Depois de tempos pandémicos que tão cedo não queremos voltar a vivenciar e ainda não refeitos do repentino e inesperado desaparecimento do Papa Francisco, eis que a realidade nos volta a surpreender e a assustar-nos.
Eram perto das 12 horas (11:33 h) do passado dia 28 de abril, uma anomalia na rede elétrica em Espanha – “um Apagão elétrico” – deixava Portugal Continental ás escuras.
Algo improvável nesta sociedade moderna e altamente digital e que só vem reforçar os alertas acerca da nossa vulnerabilidade e da dependência absoluta da eletricidade e da tecnologia no nosso dia-a-dia.
Manifestamente sem eletricidade a sociedade moderna entra em crise e deprime.
Sucintamente podemos dizer que, ao que parece, a falha deu-se no sistema espanhol o que fez desligar uma série de centrais do país vizinho.
Acontece que o sistema ao colapsar apagou e deixou de nos fornecer energia, isto numa hora em que estávamos a importar energia de Espanha na ordem dos 33%, algo que, de acordo com a REN – Redes Energéticas Nacionais, entidade gestora da rede elétrica portuguesa, acontece frequentemente quando se torna mais barato recorrer à produção do país vizinho.
(…) “pouco antes do apagão estavam ligados 8,16 gigawatts (GW) do lado do consumo, e depois apenas 0,6 GW ficaram ligados.
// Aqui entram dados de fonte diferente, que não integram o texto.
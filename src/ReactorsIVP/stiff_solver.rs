//! # Stiff integrator
//!
//! Drives the stiff solvers of RustedSciThe (`UniversalODESolver`: BDF by default,
//! Radau IIA of order 3 or 7 on request). The system is handed over as symbolic
//! right-hand sides ([`SymbolicSystem`]); the solver forms the Jacobian itself.
//!
//! `UniversalODESolver::solve` runs to the end of its interval without reporting
//! failure, so the requested span is integrated one sample interval at a time. Each
//! interval restarts the solver from the last recorded sample. Between intervals the
//! driver checks the new state, the step budget, cancellation and the deadline; a run
//! that stops keeps every sample recorded before it.
//!
//! Cancellation and deadlines are only polled between intervals and never change the
//! numerical path, so a completed run is bit-identical for identical inputs.
use crate::Kinetics::plasma_errors::{IntegrationFailure, KineticsError, KineticsResult};
use RustedSciThe::numerical::ODE_api2::{SolverParam, SolverType, UniversalODESolver};
use RustedSciThe::numerical::Radau::Radau_main::RadauOrder;
use RustedSciThe::symbolic::symbolic_engine::Expr;
use log::{debug, info, warn};
use nalgebra::DVector;
use serde::{Deserialize, Serialize};
use std::collections::HashMap;
use std::sync::Arc;
use std::sync::atomic::{AtomicBool, Ordering};
use std::time::{Duration, Instant};

/// dy/dt = f(t, y) with one symbolic expression per named state variable
#[derive(Debug, Clone)]
pub struct SymbolicSystem {
    pub equations: Vec<Expr>,
    /// state variable names, in the order of the state vector
    pub variables: Vec<String>,
    /// name of the independent variable
    pub argument: String,
}

impl SymbolicSystem {
    pub fn new(equations: Vec<Expr>, variables: Vec<String>, argument: &str) -> KineticsResult<Self> {
        if equations.is_empty() || equations.len() != variables.len() {
            return Err(KineticsError::configuration(format!(
                "ODE system needs one equation per variable, got {} equations for {} variables",
                equations.len(),
                variables.len()
            )));
        }
        Ok(Self {
            equations,
            variables,
            argument: argument.to_string(),
        })
    }

    pub fn dimension(&self) -> usize {
        self.variables.len()
    }
}

/// Which RustedSciThe stiff method integrates each interval
#[derive(Debug, Clone, Copy, Default, PartialEq, Eq, Serialize, Deserialize)]
#[serde(rename_all = "lowercase")]
pub enum StiffMethod {
    #[default]
    Bdf,
    Radau3,
    Radau7,
}

impl StiffMethod {
    pub fn solver_type(&self) -> SolverType {
        match self {
            StiffMethod::Bdf => SolverType::BDF,
            StiffMethod::Radau3 => SolverType::Radau(RadauOrder::Order3),
            StiffMethod::Radau7 => SolverType::Radau(RadauOrder::Order7),
        }
    }

    pub fn name(&self) -> &'static str {
        match self {
            StiffMethod::Bdf => "BDF",
            StiffMethod::Radau3 => "Radau (order 3)",
            StiffMethod::Radau7 => "Radau (order 7)",
        }
    }
}

#[derive(Debug, Clone, PartialEq, Serialize, Deserialize)]
#[serde(default, deny_unknown_fields)]
pub struct SolverSettings {
    pub method: StiffMethod,
    pub rtol: f64,
    /// absolute tolerance in state units (cm^-3 for concentrations)
    pub atol: f64,
    /// first trial step; chosen by the solver when absent
    pub first_step: Option<f64>,
    /// defaults to the length of the sample interval
    pub max_step: Option<f64>,
    /// steps over the whole run, checked after each sample interval
    pub max_steps: usize,
}

impl Default for SolverSettings {
    fn default() -> Self {
        Self {
            method: StiffMethod::Bdf,
            rtol: 1e-6,
            atol: 1e2,
            first_step: None,
            max_step: None,
            max_steps: 100_000,
        }
    }
}

impl SolverSettings {
    pub fn validate(&self) -> KineticsResult<()> {
        let positive = |name: &str, v: f64| {
            if v.is_finite() && v > 0.0 {
                Ok(())
            } else {
                Err(KineticsError::configuration(format!(
                    "solver setting {} must be finite and > 0, got {}",
                    name, v
                )))
            }
        };
        positive("rtol", self.rtol)?;
        positive("atol", self.atol)?;
        if let Some(h0) = self.first_step {
            positive("first_step", h0)?;
        }
        if let Some(h_max) = self.max_step {
            positive("max_step", h_max)?;
        }
        if self.max_steps == 0 {
            return Err(KineticsError::configuration(
                "solver setting max_steps must be > 0",
            ));
        }
        Ok(())
    }

    /// Parameter map of `UniversalODESolver` for one interval of length `span`
    pub fn solver_params(&self, span: f64) -> HashMap<String, SolverParam> {
        let max_step = self.max_step.map_or(span, |h| h.min(span));
        let first_step = self.first_step.map(|h| h.min(span));
        HashMap::from([
            ("step_size".to_owned(), SolverParam::Float(max_step * 1e-3)),
            ("tolerance".to_owned(), SolverParam::Float(self.rtol)),
            ("max_iterations".to_owned(), SolverParam::Int(100000)),
            ("rtol".to_owned(), SolverParam::Float(self.rtol)),
            ("atol".to_owned(), SolverParam::Float(self.atol)),
            ("max_step".to_owned(), SolverParam::Float(max_step)),
            ("first_step".to_owned(), SolverParam::OptionalFloat(first_step)),
            ("vectorized".to_owned(), SolverParam::Bool(false)),
            ("jac_sparsity".to_owned(), SolverParam::OptionalMatrix(None)),
            // sequential Jacobian keeps runs reproducible
            ("parallel".to_owned(), SolverParam::Bool(false)),
        ])
    }
}

/// Shared flag a caller flips to stop a running integration
#[derive(Debug, Clone, Default)]
pub struct CancellationToken(Arc<AtomicBool>);

impl CancellationToken {
    pub fn new() -> Self {
        Self::default()
    }

    pub fn cancel(&self) {
        self.0.store(true, Ordering::Relaxed);
    }

    pub fn is_cancelled(&self) -> bool {
        self.0.load(Ordering::Relaxed)
    }
}

/// External stop conditions of one run
#[derive(Debug, Clone, Default)]
pub struct RunControl {
    pub token: Option<CancellationToken>,
    pub deadline: Option<Instant>,
}

impl RunControl {
    pub fn with_token(mut self, token: CancellationToken) -> Self {
        self.token = Some(token);
        self
    }

    pub fn with_deadline(mut self, deadline: Instant) -> Self {
        self.deadline = Some(deadline);
        self
    }

    pub fn with_timeout(self, timeout: Duration) -> Self {
        self.with_deadline(Instant::now() + timeout)
    }

    fn interrupted(&self) -> Option<IntegrationFailure> {
        if self.token.as_ref().is_some_and(|t| t.is_cancelled()) {
            return Some(IntegrationFailure::Cancelled);
        }
        if self.deadline.is_some_and(|d| Instant::now() >= d) {
            return Some(IntegrationFailure::DeadlineExceeded);
        }
        None
    }
}

#[derive(Debug, Clone, Copy, Default, PartialEq, Eq)]
pub struct SolverStats {
    /// sample intervals integrated to their end
    pub intervals: usize,
    /// steps reported by the solver over those intervals
    pub steps: usize,
}

/// Samples reached so far and, when the run stopped early, why and where
#[derive(Debug, Clone)]
pub struct SolverOutcome {
    pub times: Vec<f64>,
    pub states: Vec<DVector<f64>>,
    pub stats: SolverStats,
    pub failure: Option<(IntegrationFailure, f64)>,
}

impl SolverOutcome {
    pub fn is_complete(&self) -> bool {
        self.failure.is_none()
    }
}

/// End of one solved interval
struct IntervalEnd {
    t: f64,
    y: DVector<f64>,
    steps: usize,
}

#[derive(Debug, Clone, Default)]
pub struct StiffIntegrator {
    pub settings: SolverSettings,
}

impl StiffIntegrator {
    pub fn new(settings: SolverSettings) -> KineticsResult<Self> {
        settings.validate()?;
        Ok(Self { settings })
    }

    /// Integrates from `sample_times[0]` through every later sample time. The first
    /// sample records `y0`. Sample times must be strictly increasing.
    pub fn integrate(
        &self,
        system: &SymbolicSystem,
        y0: &DVector<f64>,
        sample_times: &[f64],
        control: &RunControl,
    ) -> SolverOutcome {
        let mut outcome = SolverOutcome {
            times: Vec::with_capacity(sample_times.len()),
            states: Vec::with_capacity(sample_times.len()),
            stats: SolverStats::default(),
            failure: None,
        };
        let Some(&t0) = sample_times.first() else {
            return outcome;
        };
        outcome.times.push(t0);
        outcome.states.push(y0.clone());
        if y0.len() != system.dimension() || !y0.iter().all(|v| v.is_finite()) {
            return stop(outcome, IntegrationFailure::NonFiniteState, t0);
        }
        info!(
            "integrating {} equations with {} over {} sample intervals",
            system.dimension(),
            self.settings.method.name(),
            sample_times.len() - 1
        );

        let mut t = t0;
        let mut y = y0.clone();
        for &target in &sample_times[1..] {
            if let Some(reason) = control.interrupted() {
                return stop(outcome, reason, t);
            }
            if outcome.stats.steps >= self.settings.max_steps {
                let reason = IntegrationFailure::StepBudgetExceeded {
                    max_steps: self.settings.max_steps,
                };
                return stop(outcome, reason, t);
            }
            let end = match self.solve_interval(system, t, target, &y) {
                Ok(end) => end,
                Err(reason) => return stop(outcome, reason, t),
            };
            outcome.stats.steps += end.steps;
            if end.t < target - 1e-12 * target.abs().max(1.0) {
                let reason = IntegrationFailure::IntervalNotCompleted {
                    t_stop: end.t,
                    target,
                };
                return stop(outcome, reason, end.t);
            }
            let y_new = match self.accept_state(system, end.y) {
                Ok(y_new) => y_new,
                Err(reason) => return stop(outcome, reason, target),
            };
            debug!("t = {:e}: {} steps", target, end.steps);
            outcome.stats.intervals += 1;
            t = target;
            y = y_new;
            outcome.times.push(t);
            outcome.states.push(y.clone());
        }
        info!(
            "integration finished: {} intervals, {} steps",
            outcome.stats.intervals, outcome.stats.steps
        );
        outcome
    }

    /// Runs `UniversalODESolver` from `(t0, y0)` to `t1` and returns its last point
    fn solve_interval(
        &self,
        system: &SymbolicSystem,
        t0: f64,
        t1: f64,
        y0: &DVector<f64>,
    ) -> Result<IntervalEnd, IntegrationFailure> {
        let mut ode = UniversalODESolver::new(
            system.equations.clone(),
            system.variables.clone(),
            system.argument.clone(),
            self.settings.method.solver_type(),
            t0,
            y0.clone(),
            t1,
        );
        ode.set_parameters(self.settings.solver_params(t1 - t0));
        ode.initialize();
        ode.solve();
        let (t_result, y_result) = ode.get_result();
        let (Some(t_result), Some(y_result)) = (t_result, y_result) else {
            return Err(IntegrationFailure::NoSolution);
        };
        let n_points = t_result.len();
        if n_points == 0 {
            return Err(IntegrationFailure::NoSolution);
        }
        let last = n_points - 1;
        // one row per time point; a transposed layout is accepted as well
        let y_last: DVector<f64> = if y_result.nrows() == n_points && y_result.ncols() == y0.len() {
            y_result.row(last).transpose()
        } else if y_result.ncols() == n_points && y_result.nrows() == y0.len() {
            y_result.column(last).into_owned()
        } else {
            return Err(IntegrationFailure::NoSolution);
        };
        Ok(IntervalEnd {
            t: t_result[last],
            y: y_last,
            steps: last,
        })
    }

    /// Rejects non-finite states; negatives within tolerance are set to zero
    fn accept_state(
        &self,
        system: &SymbolicSystem,
        mut y: DVector<f64>,
    ) -> Result<DVector<f64>, IntegrationFailure> {
        if !y.iter().all(|v| v.is_finite()) {
            return Err(IntegrationFailure::NonFiniteState);
        }
        let y_scale = y.iter().fold(0.0f64, |m, v| m.max(v.abs()));
        let negative_tol = self.settings.atol + self.settings.rtol * y_scale;
        for (i, value) in y.iter_mut().enumerate() {
            if *value < -negative_tol {
                return Err(IntegrationFailure::NegativeConcentration {
                    species: system.variables[i].clone(),
                    value: *value,
                });
            }
            if *value < 0.0 {
                *value = 0.0;
            }
        }
        Ok(y)
    }
}

fn stop(mut outcome: SolverOutcome, reason: IntegrationFailure, t: f64) -> SolverOutcome {
    warn!("integration stopped at t = {:e}: {}", t, reason);
    outcome.failure = Some((reason, t));
    outcome
}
Em minutos ficaram desligados quase 93% do consumo” (REN,2025).
Como o nosso sistema elétrico não conseguiu de imediato pôr as duas únicas centrais portuguesas com capacidade de reiniciarem a partir do zero a geração e a distribuição de energia após um apagão – a central hídrica de Castelo de Bode, em Abrantes, e a central a gás da Tapada do Outeiro, em Gondomar -, foi necessário esperar algumas horas até se restabelecer a rede elétrica.
Para uma futura maior rapidez da retoma da eletricidade, caso haja uma situação como a de 28 de abril, o Governo está disposto a aplicar a função de “black start” (arranque autónomo) igualmente nas centrais do Baixo Sabor e do Alqueva.
O que é certo, é que de repente, sem nada o fazer prever, luz, internet e telemóveis – meios de trabalho e de comunicação por excelência nos tempos atuais – desligaram-se, uma ocorrência disruptiva que desorganiza e desorienta as rotinas da população e bloqueia o pensamento e a ação do individuo.
E agora? O que fazer? Sem televisão, sem internet e deveras preocupante, sem telefone, o que fazer?
Recorrer a um rádio transistor (que de obsoleto rapidamente passou a indispensável…) ou deslocar-se até ao carro a fim ouvir a emissão da rádio (honra lhe seja feita) foi a única forma de saber o que se estava a passar a cada momento, até porque a primeira reação oficial do governo só chegaria pelas 15 horas.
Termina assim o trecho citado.